What does is say about a religion when, if two innocent teenage girls walking down the street are doused with acid by men on motorbikes, everyone assumes the attackers must be Muslims? We let a great many outrages go unremarked, but this one really should be noted.
The victims are two British girls, Kirstie Trup and Katie Gee, both 18, who were spending their “gap year” between high school and university volunteering at an orphanage in Zanzibar. Zanzibar is a mostly Muslim place, so they had been warned about the need to fit in:
Kirstie’s father Marc Trup said they were both well aware of the need to dress modestly and had been told not to wear any symbols of their Jewish faith, such as the Star of David.
Nevertheless, they experienced a couple of altercations:
The teenagers, both from north London, had been attacked twice before – once when a Muslim woman hit Katie Gee in the face for singing during the holy month of Ramadan, and once when they got into an argument with a shopkeeper days before the acid attack.
The assault happened as they were walking down the street:
The teenagers, who were on a month-long break volunteering for a charity when two men on a moped threw the acid over them, suffered injuries to their faces, hands, legs, backs, necks and chests.
Moments after they were attacked in Stone Town, Zanzibar, they ran into the Babu Cafe on the waterfront, screaming and tearing off items of their clothing, said Noonan Babu, the restaurant owner.
“[Katie] came in crying and shouting, ‘my face, my face, my face’, and she ran straight to the toilet to splash herself with water,” Mr Noonan said.
“My staff and other people helped her by giving her big bottles of water from the fridge to cover herself with and wash off the liquid. It was all over her. [Kirstie] ran straight to the sea to try to wash it off.
“They were so shocked, really they were frantic.”
The girls suffered severe acid burns. Miss Gee’s family released these pictures of her before and after the attack:
It is generally believed that the attack was the work of a Muslim organization called Uamsho:
The group, which wants Zanzibar to become fully independent from Tanzania and impose strict Muslim rules, is thought to be behind anti-Christian leaflets distributed in recent weeks telling Muslims to prepare for “a call” to action.

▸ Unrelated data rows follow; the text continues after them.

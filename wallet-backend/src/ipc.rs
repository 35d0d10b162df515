//! Message protocol between the UI process and the backend.
//!
//! Every message is `{"messageType": ..., "data": ...}`. Messages travel inside
//! an [`Envelope`] carrying an optional request ID; a backend message that
//! answers a request echoes that ID in `replyTo`.

use std::fmt;
use std::path::PathBuf;

use serde::{Deserialize, Serialize};
use uuid::Uuid;

use crate::config_store::WalletConfig;
use crate::daemon::DaemonConnectionInfo;
use crate::transactions::TransactionRow;
use crate::wallet::{Balance, SyncStatus, WalletLibraryError, WalletTransaction};

#[derive(Debug, Clone, Copy, PartialEq, Eq, Hash, Serialize, Deserialize)]
#[serde(transparent)]
pub struct RequestId(Uuid);

impl RequestId {
    pub fn new() -> Self {
        Self(Uuid::new_v4())
    }
}

impl Default for RequestId {
    fn default() -> Self {
        Self::new()
    }
}

impl fmt::Display for RequestId {
    fn fmt(&self, f: &mut fmt::Formatter<'_>) -> fmt::Result {
        self.0.fmt(f)
    }
}

/// Wire wrapper adding request correlation to a message.
#[derive(Debug, Clone, PartialEq, Serialize, Deserialize)]
#[serde(rename_all = "camelCase")]
pub struct Envelope<T> {
    #[serde(default, skip_serializing_if = "Option::is_none")]
    pub id: Option<RequestId>,
    #[serde(default, skip_serializing_if = "Option::is_none")]
    pub reply_to: Option<RequestId>,
    pub message: T,
}

impl<T> Envelope<T> {
    /// A message nobody waits on.
    pub fn notify(message: T) -> Self {
        Self {
            id: None,
            reply_to: None,
            message,
        }
    }

    pub fn request(id: RequestId, message: T) -> Self {
        Self {
            id: Some(id),
            reply_to: None,
            message,
        }
    }

    pub fn reply(reply_to: Option<RequestId>, message: T) -> Self {
        Self {
            id: None,
            reply_to,
            message,
        }
    }
}

#[derive(Debug, Clone, Copy, PartialEq, Eq, Serialize, Deserialize)]
#[serde(rename_all = "UPPERCASE")]
pub enum ResponseStatus {
    Success,
    Failure,
}

#[derive(Debug, Clone, PartialEq, Eq, Serialize, Deserialize)]
#[serde(rename_all = "camelCase")]
pub struct PrepareTransactionRequest {
    pub address: String,
    pub amount: u64,
    #[serde(rename = "paymentID", default)]
    pub payment_id: Option<String>,
    #[serde(default)]
    pub send_all: bool,
}

#[derive(Debug, Clone, PartialEq, Eq, Serialize, Deserialize)]
#[serde(rename_all = "camelCase")]
pub struct PrepareTransactionResponse {
    pub status: ResponseStatus,
    pub hash: Option<String>,
    pub address: String,
    #[serde(rename = "paymentID")]
    pub payment_id: Option<String>,
    pub amount: u64,
    pub fee: Option<u64>,
    pub node_fee: u64,
    pub error: Option<WalletLibraryError>,
}

#[derive(Debug, Clone, PartialEq, Eq, Serialize, Deserialize)]
#[serde(rename_all = "camelCase")]
pub struct SendTransactionResponse {
    pub status: ResponseStatus,
    pub hash: Option<String>,
    pub error: Option<WalletLibraryError>,
}

#[derive(Debug, Clone, PartialEq, Eq, Serialize, Deserialize)]
#[serde(rename_all = "camelCase")]
pub struct SaveWalletAsRequest {
    pub notify: bool,
    pub save_path: PathBuf,
}

#[derive(Debug, Clone, PartialEq, Eq, Serialize, Deserialize)]
pub struct ChangeNodeRequest {
    pub host: String,
    pub port: u16,
}

// Passwords stay plain strings on the wire; the backend wraps them in SecretString.
#[derive(Clone, PartialEq, Eq, Serialize, Deserialize)]
#[serde(rename_all = "camelCase")]
pub struct ChangePasswordRequest {
    pub old_password: String,
    pub new_password: String,
}

impl fmt::Debug for ChangePasswordRequest {
    fn fmt(&self, f: &mut fmt::Formatter<'_>) -> fmt::Result {
        f.write_str("ChangePasswordRequest { .. }")
    }
}

#[derive(Debug, Clone, Copy, PartialEq, Eq, Serialize, Deserialize)]
pub enum PasswordChangeError {
    #[serde(rename = "AUTHERROR")]
    AuthError,
    #[serde(rename = "SAVEERROR")]
    SaveError,
}

#[derive(Debug, Clone, PartialEq, Eq, Serialize, Deserialize)]
pub struct PasswordChangeResponse {
    pub status: ResponseStatus,
    pub error: Option<PasswordChangeError>,
}

impl PasswordChangeResponse {
    pub fn success() -> Self {
        Self {
            status: ResponseStatus::Success,
            error: None,
        }
    }

    pub fn failure(error: PasswordChangeError) -> Self {
        Self {
            status: ResponseStatus::Failure,
            error: Some(error),
        }
    }
}

/// Desktop notification for a received transfer.
#[derive(Debug, Clone, PartialEq, Eq, Serialize, Deserialize)]
pub struct IncomingTransactionNotice {
    pub title: String,
    pub body: String,
}

/// UI → backend.
#[derive(Debug, Clone, PartialEq, Serialize, Deserialize)]
#[serde(tag = "messageType", content = "data")]
pub enum FrontendMessage {
    #[serde(rename = "startWallet")]
    StartWallet { password: String },
    #[serde(rename = "verifyPassword")]
    VerifyPassword(String),
    #[serde(rename = "prepareTransactionRequest")]
    PrepareTransaction(PrepareTransactionRequest),
    #[serde(rename = "sendTransactionRequest")]
    SendTransaction(String),
    #[serde(rename = "saveWallet")]
    SaveWallet(bool),
    #[serde(rename = "saveWalletAs")]
    SaveWalletAs(SaveWalletAsRequest),
    #[serde(rename = "exportToCSV")]
    ExportToCsv(PathBuf),
    #[serde(rename = "changeNode")]
    ChangeNode(ChangeNodeRequest),
    #[serde(rename = "changePassword")]
    ChangePassword(ChangePasswordRequest),
    #[serde(rename = "rescan")]
    Rescan(u64),
    #[serde(rename = "getTransactions")]
    GetTransactions(usize),
    #[serde(rename = "transactionSearch")]
    TransactionSearch(String),
    #[serde(rename = "getPrivateView")]
    GetPrivateView,
    #[serde(rename = "backupToFile")]
    BackupToFile(PathBuf),
    #[serde(rename = "backupToClipboard")]
    BackupToClipboard,
    #[serde(rename = "openNewWallet")]
    OpenNewWallet,
    #[serde(rename = "config")]
    Config(Box<WalletConfig>),
    #[serde(rename = "setNotifications")]
    SetNotifications(bool),
    #[serde(rename = "setLogLevel")]
    SetLogLevel(String),
    #[serde(rename = "setScanCoinbaseTransactions")]
    SetScanCoinbaseTransactions(bool),
    #[serde(rename = "getBalance")]
    GetBalance,
    #[serde(rename = "getTransactionCount")]
    GetTransactionCount,
    #[serde(rename = "getConnectionInfo")]
    GetConnectionInfo,
    #[serde(rename = "getNodeFee")]
    GetNodeFee,
    #[serde(rename = "stop")]
    Stop(bool),
}

impl FrontendMessage {
    pub fn message_type(&self) -> &'static str {
        match self {
            FrontendMessage::StartWallet { .. } => "startWallet",
            FrontendMessage::VerifyPassword(_) => "verifyPassword",
            FrontendMessage::PrepareTransaction(_) => "prepareTransactionRequest",
            FrontendMessage::SendTransaction(_) => "sendTransactionRequest",
            FrontendMessage::SaveWallet(_) => "saveWallet",
            FrontendMessage::SaveWalletAs(_) => "saveWalletAs",
            FrontendMessage::ExportToCsv(_) => "exportToCSV",
            FrontendMessage::ChangeNode(_) => "changeNode",
            FrontendMessage::ChangePassword(_) => "changePassword",
            FrontendMessage::Rescan(_) => "rescan",
            FrontendMessage::GetTransactions(_) => "getTransactions",
            FrontendMessage::TransactionSearch(_) => "transactionSearch",
            FrontendMessage::GetPrivateView => "getPrivateView",
            FrontendMessage::BackupToFile(_) => "backupToFile",
            FrontendMessage::BackupToClipboard => "backupToClipboard",
            FrontendMessage::OpenNewWallet => "openNewWallet",
            FrontendMessage::Config(_) => "config",
            FrontendMessage::SetNotifications(_) => "setNotifications",
            FrontendMessage::SetLogLevel(_) => "setLogLevel",
            FrontendMessage::SetScanCoinbaseTransactions(_) => "setScanCoinbaseTransactions",
            FrontendMessage::GetBalance => "getBalance",
            FrontendMessage::GetTransactionCount => "getTransactionCount",
            FrontendMessage::GetConnectionInfo => "getConnectionInfo",
            FrontendMessage::GetNodeFee => "getNodeFee",
            FrontendMessage::Stop(_) => "stop",
        }
    }
}

/// Backend → UI.
#[derive(Debug, Clone, PartialEq, Serialize, Deserialize)]
#[serde(tag = "messageType", content = "data")]
pub enum BackendMessage {
    #[serde(rename = "syncStatus")]
    SyncStatus(SyncStatus),
    #[serde(rename = "transactionList")]
    TransactionList(Vec<TransactionRow>),
    #[serde(rename = "transactionCount")]
    TransactionCount(usize),
    #[serde(rename = "balance")]
    Balance(Balance),
    #[serde(rename = "nodeFee")]
    NodeFee(u64),
    #[serde(rename = "daemonConnectionInfo")]
    DaemonConnectionInfo(DaemonConnectionInfo),
    #[serde(rename = "authenticationStatus")]
    AuthenticationStatus(bool),
    #[serde(rename = "walletActiveStatus")]
    WalletActiveStatus(bool),
    #[serde(rename = "primaryAddress")]
    PrimaryAddress(String),
    #[serde(rename = "saveWalletResponse")]
    SaveWalletResponse(bool),
    #[serde(rename = "passwordChangeResponse")]
    PasswordChangeResponse(PasswordChangeResponse),
    #[serde(rename = "sendTransactionResponse")]
    SendTransactionResponse(SendTransactionResponse),
    #[serde(rename = "prepareTransactionResponse")]
    PrepareTransactionResponse(PrepareTransactionResponse),
    #[serde(rename = "rescanResponse")]
    RescanResponse(u64),
    #[serde(rename = "transactionSearchResponse")]
    TransactionSearchResponse(Vec<WalletTransaction>),
    #[serde(rename = "getPrivateView")]
    PrivateView(String),
    #[serde(rename = "secret")]
    Secret(String),
    #[serde(rename = "backupResponse")]
    BackupResponse(bool),
    #[serde(rename = "csvExportResponse")]
    CsvExportResponse(bool),
    #[serde(rename = "incomingTransaction")]
    IncomingTransaction(IncomingTransactionNotice),
    #[serde(rename = "backendLogLine")]
    BackendLogLine(String),
    #[serde(rename = "backendStopped")]
    BackendStopped,
    /// A request could not be handled at all (for example, no wallet is open).
    #[serde(rename = "error")]
    Error(String),
}

impl BackendMessage {
    pub fn message_type(&self) -> &'static str {
        match self {
            BackendMessage::SyncStatus(_) => "syncStatus",
            BackendMessage::TransactionList(_) => "transactionList",
            BackendMessage::TransactionCount(_) => "transactionCount",
            BackendMessage::Balance(_) => "balance",
            BackendMessage::NodeFee(_) => "nodeFee",
            BackendMessage::DaemonConnectionInfo(_) => "daemonConnectionInfo",
            BackendMessage::AuthenticationStatus(_) => "authenticationStatus",
            BackendMessage::WalletActiveStatus(_) => "walletActiveStatus",
            BackendMessage::PrimaryAddress(_) => "primaryAddress",
            BackendMessage::SaveWalletResponse(_) => "saveWalletResponse",
            BackendMessage::PasswordChangeResponse(_) => "passwordChangeResponse",
            BackendMessage::SendTransactionResponse(_) => "sendTransactionResponse",
            BackendMessage::PrepareTransactionResponse(_) => "prepareTransactionResponse",
            BackendMessage::RescanResponse(_) => "rescanResponse",
            BackendMessage::TransactionSearchResponse(_) => "transactionSearchResponse",
            BackendMessage::PrivateView(_) => "getPrivateView",
            BackendMessage::Secret(_) => "secret",
            BackendMessage::BackupResponse(_) => "backupResponse",
            BackendMessage::CsvExportResponse(_) => "csvExportResponse",
            BackendMessage::IncomingTransaction(_) => "incomingTransaction",
            BackendMessage::BackendLogLine(_) => "backendLogLine",
            BackendMessage::BackendStopped => "backendStopped",
            BackendMessage::Error(_) => "error",
        }
    }
}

Uamsho is suspected of being behind an acid attack in November on a moderate imam and the shooting dead of a Catholic priest in February.
The good news is that doctors say the girls’ burns are relatively superficial, and they may recover. We certainly hope so. But what are we to make of the fact that the acid attack has become a staple of Islamic political action? Maybe it will turn out that someone else committed this outrageous attack, for some other reason. But I doubt it. Who else would do such a thing?
Hasn’t the time come to ask whether any person of good will can continue to be a Muslim? We keep hearing that the terrorists and their supporters are a minority, although polls are disquieting at best. But if there is a Muslim majority that does something beneficial to counterbalance the evil of terrorism, where is it? The cardinal rule of epistemology is, by the fruit we know the tree. What is the fruit of Islam? The world’s patience, one hopes, has limits.
UPDATE: Islamic cleric Sheikh Issa Ponda Issa has been arrested in connection with the case. He was shot with a tear gas canister while fleeing police officers and is now hospitalized.